二人出了屋,接着又看到了香燭店老闆,這位一直在院裏和前堂中間站着,看到顧衡過來,快步走到了院裏。
“怎麼樣?找對人了嗎?”老闆有些好奇地問道。
顧衡搖了搖頭:“人不對,老闆你可能誤會我了,這人走的是求財的路,和我不是一條路。
“這樣啊!”老闆顯然知道不少事,“是我的問題,我給您介紹錯了!這樣,明天上午您再過來,我給您再介紹一位。
“好。我九點左右過來。”顧衡點了點頭。
“您慢走。”老闆走到一旁,打開了院門,這樣顧衡就不用從前堂穿過去。
顧衡帶着胡守義離開,這才問道:“剛剛的人你看明白了嗎?是不是江湖騙子?
“也不能說騙子吧,我看他那個樣子,有點本事啊!”胡守義說話不敢太滿。
那個“玄谷”,從身段、名號、說話方式來看,怎麼看都是有些道行,胡守義不敢隨便評價。

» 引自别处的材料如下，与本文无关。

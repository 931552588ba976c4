//! Store-backed session lifecycle
//!
//! The tracker owns resolve-or-create semantics, event recording, the
//! out-of-band expiry sweep, and privacy deletion. Store operations run
//! under a short deadline; a slow or unreachable store surfaces as
//! `StoreUnavailable` and the caller degrades the session sub-check rather
//! than stalling the pipeline.

use async_trait::async_trait;
use chrono::Utc;
use promptgate_core::{with_store_timeout, Result, TtlMap};
use std::sync::Arc;
use std::time::Duration;
use tracing::{debug, info};

use crate::session::{
    generate_session_token, is_valid_token_format, HistoryEvent, Session,
};

/// Narrow repository interface over the session store
#[async_trait]
pub trait SessionStore: Send + Sync {
    /// Fetch a live session; expired sessions read as not found
    async fn get(&self, token: &str) -> Result<Option<Session>>;

    /// Insert or replace a session, honoring its `expires_at`
    async fn put(&self, session: &Session) -> Result<()>;

    /// Remove a session, returning whether it existed
    async fn delete(&self, token: &str) -> Result<bool>;

    /// Drop expired sessions; idempotent and safe alongside live reads
    async fn sweep_expired(&self) -> Result<usize>;

    /// Remove every session belonging to a user (privacy deletion)
    async fn delete_for_user(&self, user_id: &str) -> Result<usize>;
}

/// In-memory session store used by the gateway and tests
pub struct MemorySessionStore {
    sessions: TtlMap<Session>,
}

impl MemorySessionStore {
    /// Create an empty store
    pub fn new() -> Self {
        Self {
            sessions: TtlMap::new(),
        }
    }
}

impl Default for MemorySessionStore {
    fn default() -> Self {
        Self::new()
    }
}

#[async_trait]
impl SessionStore for MemorySessionStore {
    async fn get(&self, token: &str) -> Result<Option<Session>> {
        Ok(self.sessions.get(token).filter(|s| !s.is_expired()))
    }

    async fn put(&self, session: &Session) -> Result<()> {
        let ttl = session.expires_at - Utc::now();
        self.sessions
            .put_with_ttl(session.token.clone(), session.clone(), ttl);
        Ok(())
    }

    async fn delete(&self, token: &str) -> Result<bool> {
        Ok(self.sessions.delete(token))
    }

    async fn sweep_expired(&self) -> Result<usize> {
        Ok(self.sessions.sweep())
    }

    async fn delete_for_user(&self, user_id: &str) -> Result<usize> {
        Ok(self
            .sessions
            .delete_where(|s| s.user_id.as_deref() == Some(user_id)))
    }
}

/// Metadata recorded on newly created sessions
#[derive(Debug, Clone, Default)]
pub struct SessionMeta {
    pub user_id: Option<String>,
    pub ip_address: Option<String>,
    pub user_agent: Option<String>,
}

/// Session lifecycle service
pub struct SessionTracker {
    store: Arc<dyn SessionStore>,
    store_timeout: Duration,
}

impl SessionTracker {
    /// Create a tracker over the given store
    pub fn new(store: Arc<dyn SessionStore>, store_timeout: Duration) -> Self {
        Self {
            store,
            store_timeout,
        }
    }

    /// Resolve an existing session or create a fresh one. A malformed or
    /// unknown token yields a new session rather than an error.
    pub async fn resolve_or_create(
        &self,
        token: Option<&str>,
        meta: SessionMeta,
    ) -> Result<Session> {
        if let Some(token) = token.filter(|t| is_valid_token_format(t)) {
            if let Some(session) =
                with_store_timeout(self.store_timeout, self.store.get(token)).await?
            {
                return Ok(session);
            }
            debug!(token = %token, "session token unknown or expired; creating fresh session");
        }

        let mut session = Session::new(generate_session_token());
        session.user_id = meta.user_id;
        session.ip_address = meta.ip_address;
        session.user_agent = meta.user_agent;
        with_store_timeout(self.store_timeout, self.store.put(&session)).await?;
        Ok(session)
    }

    /// Append an event and merged flags to a session and persist it
    pub async fn record(
        &self,
        session: &mut Session,
        event: HistoryEvent,
        flags: std::collections::HashMap<String, serde_json::Value>,
    ) -> Result<()> {
        session.record_event(event);
        if !flags.is_empty() {
            session.merge_flags(flags);
        }
        with_store_timeout(self.store_timeout, self.store.put(session)).await
    }

    /// Out-of-band expiry sweep; not part of the request path
    pub async fn sweep(&self) -> Result<usize> {
        let swept = self.store.sweep_expired().await?;
        if swept > 0 {
            info!(swept, "expired sessions removed");
        }
        Ok(swept)
    }

    /// Purge all sessions for a user (privacy deletion)
    pub async fn purge_user(&self, user_id: &str) -> Result<usize> {
        let purged = self.store.delete_for_user(user_id).await?;
        info!(user_id = %user_id, purged, "user sessions purged");
        Ok(purged)
    }
}
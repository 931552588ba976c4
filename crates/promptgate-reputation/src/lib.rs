//! PromptGate Reputation
//!
//! Network defense through collective intelligence. Source IPs are tracked
//! only as irreversible hashes; every completed validation nudges the
//! record's score toward the latest outcome, and confirmed bad actors can
//! be auto-blocked for opted-in paid profiles. Admins can whitelist,
//! blacklist, and manually block addresses, with every mutation captured
//! in an append-only audit log.

pub mod admin;
pub mod engine;
pub mod record;
pub mod store;

pub use admin::AdminOps;
pub use engine::{ReputationCheck, ReputationEngine};
pub use record::{hash_ip, AdminActionType, AuditLogEntry, IpReputationRecord, ListEntry};
pub use store::{
    AuditFilter, ListKind, MemoryReputationStore, ReputationFilter, ReputationStore,
};

/// Prelude for convenient imports
pub mod prelude {
    pub use crate::admin::AdminOps;
    pub use crate::engine::{ReputationCheck, ReputationEngine};
    pub use crate::record::{hash_ip, IpReputationRecord};
    pub use crate::store::{MemoryReputationStore, ReputationStore};
}
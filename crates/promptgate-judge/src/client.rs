//! Completion client seam for the judge
//!
//! The judge talks to backend models only through the `CompletionClient`
//! trait. Production wires in `HttpCompletionClient`; tests inject scripted
//! fakes, which is also how forced verdicts are produced in test
//! environments (there is deliberately no in-band bypass string).

use async_trait::async_trait;
use promptgate_core::{Error, Result};
use serde::{Deserialize, Serialize};
use std::time::{Duration, Instant};

/// A candidate backend model with its pricing
#[derive(Debug, Clone, Serialize, Deserialize)]
pub struct ModelSpec {
    /// Provider model identifier, e.g. `meta-llama/llama-3.1-8b-instruct`
    pub name: String,

    /// USD per million tokens
    #[serde(default)]
    pub cost_per_million: f64,

    /// Fallback order; lower tries first
    #[serde(default)]
    pub priority: u8,
}

impl ModelSpec {
    /// Create a model spec
    pub fn new(name: impl Into<String>, cost_per_million: f64, priority: u8) -> Self {
        Self {
            name: name.into(),
            cost_per_million,
            priority,
        }
    }
}

/// One completion call against one model
#[derive(Debug, Clone)]
pub struct CompletionRequest {
    /// Model identifier
    pub model: String,

    /// System instructions (the only instruction channel)
    pub system_prompt: String,

    /// Serialized data payload carrying the untrusted input
    pub user_payload: String,

    /// Sampling temperature (0 for deterministic judging)
    pub temperature: f32,

    /// Completion token budget
    pub max_tokens: u32,

    /// Per-attempt deadline
    pub timeout: Duration,
}

/// Successful completion with bookkeeping
#[derive(Debug, Clone)]
pub struct CompletionOutcome {
    /// Raw response content
    pub content: String,

    /// Model that answered
    pub model: String,

    /// Total tokens billed for the call
    pub tokens_used: u64,

    /// Attempt latency
    pub latency_ms: u64,
}

/// Outbound seam to a chat-completion backend
#[async_trait]
pub trait CompletionClient: Send + Sync {
    /// Execute one completion call
    async fn complete(&self, request: &CompletionRequest) -> Result<CompletionOutcome>;
}

/// Wire types for the OpenAI-compatible chat completions API
#[derive(Debug, Serialize)]
struct ChatCompletionBody<'a> {
    model: &'a str,
    messages: Vec<ChatMessage<'a>>,
    temperature: f32,
    max_tokens: u32,
    top_p: f32,
}

#[derive(Debug, Serialize)]
struct ChatMessage<'a> {
    role: &'a str,
    content: &'a str,
}

#[derive(Debug, Deserialize)]
struct ChatCompletionResponse {
    choices: Vec<Choice>,
    #[serde(default)]
    usage: Option<Usage>,
}

#[derive(Debug, Deserialize)]
struct Choice {
    message: ResponseMessage,
}

#[derive(Debug, Deserialize)]
struct ResponseMessage {
    content: String,
}

#[derive(Debug, Deserialize)]
struct Usage {
    #[serde(default)]
    total_tokens: u64,
}

/// reqwest-backed client for OpenRouter-compatible endpoints
pub struct HttpCompletionClient {
    http: reqwest::Client,
    endpoint: String,
    api_key: String,
}

impl HttpCompletionClient {
    /// Create a client for the given chat-completions endpoint
    pub fn new(endpoint: impl Into<String>, api_key: impl Into<String>) -> Self {
        Self {
            http: reqwest::Client::new(),
            endpoint: endpoint.into(),
            api_key: api_key.into(),
        }
    }
}

#[async_trait]
impl CompletionClient for HttpCompletionClient {
    async fn complete(&self, request: &CompletionRequest) -> Result<CompletionOutcome> {
        let start = Instant::now();

        let body = ChatCompletionBody {
            model: &request.model,
            messages: vec![
                ChatMessage {
                    role: "system",
                    content: &request.system_prompt,
                },
                ChatMessage {
                    role: "user",
                    content: &request.user_payload,
                },
            ],
            temperature: request.temperature,
            max_tokens: request.max_tokens,
            top_p: 1.0,
        };

        let response = self
            .http
            .post(&self.endpoint)
            .bearer_auth(&self.api_key)
            .timeout(request.timeout)
            .json(&body)
            .send()
            .await
            .map_err(|e| {
                if e.is_timeout() {
                    Error::Http(format!(
                        "{}: timeout after {}ms",
                        request.model,
                        request.timeout.as_millis()
                    ))
                } else {
                    Error::Http(format!("{}: {}", request.model, e))
                }
            })?;

        if !response.status().is_success() {
            return Err(Error::Http(format!(
                "{}: status {}",
                request.model,
                response.status()
            )));
        }

        let parsed: ChatCompletionResponse = response
            .json()
            .await
            .map_err(|e| Error::Http(format!("{}: invalid response body: {}", request.model, e)))?;

        let content = parsed
            .choices
            .first()
            .map(|c| c.message.content.clone())
            .ok_or_else(|| Error::Http(format!("{}: empty choices", request.model)))?;

        Ok(CompletionOutcome {
            content,
            model: request.model.clone(),
            tokens_used: parsed.usage.map(|u| u.total_tokens).unwrap_or(0),
            latency_ms: start.elapsed().as_millis() as u64,
        })
    }
}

“真正有‘道行'的人,明天才能見到,到時候正好下班,你跟我來嗎?”顧衡問道。
“來啊!我...”胡守義剛剛想說些什麼,突然反應了過來,他看向顧衡,“顧哥,我怎麼突然感覺,你的道行更深啊?你們中醫還學這些東西嗎?’“我是從頭到尾一點都不信,”顧衡搖了搖頭,“既然這樣,你正好跟着我,這些天,我帶你祛祛魅。’“啊?”胡守義突然後悔了,“那我明天早上不去行不行?”
“你隨便。 顧衡沒有多說什麼。
一整天也沒什麼警情,顧衡整理了幾本案卷,剩下的時間就是和大家聊天。
這天晚上,所裏運氣比較好,轄區內火警數量爲0,值班的時間很快就過去了。
第二天早上,顧衡和一組的警長交了班,開上車,帶上胡守義就出發了。
還是把車停得遠了些,二人如約而至。
這次倒是他倆先到,在屋裏坐了會兒。
大概過了20分鐘,老闆帶來了一位中年婦女,老闆的神色格外認真。
見面之後,大家坐好,還是熟悉的開場,互問了出身、名號,顧衡知道這位叫“馬香頭”。
她身材中等偏瘦,臉色發暗,眼神有些直,脖子上還掛着小布包,身上有一股煙火、艾草、劣質香的味道。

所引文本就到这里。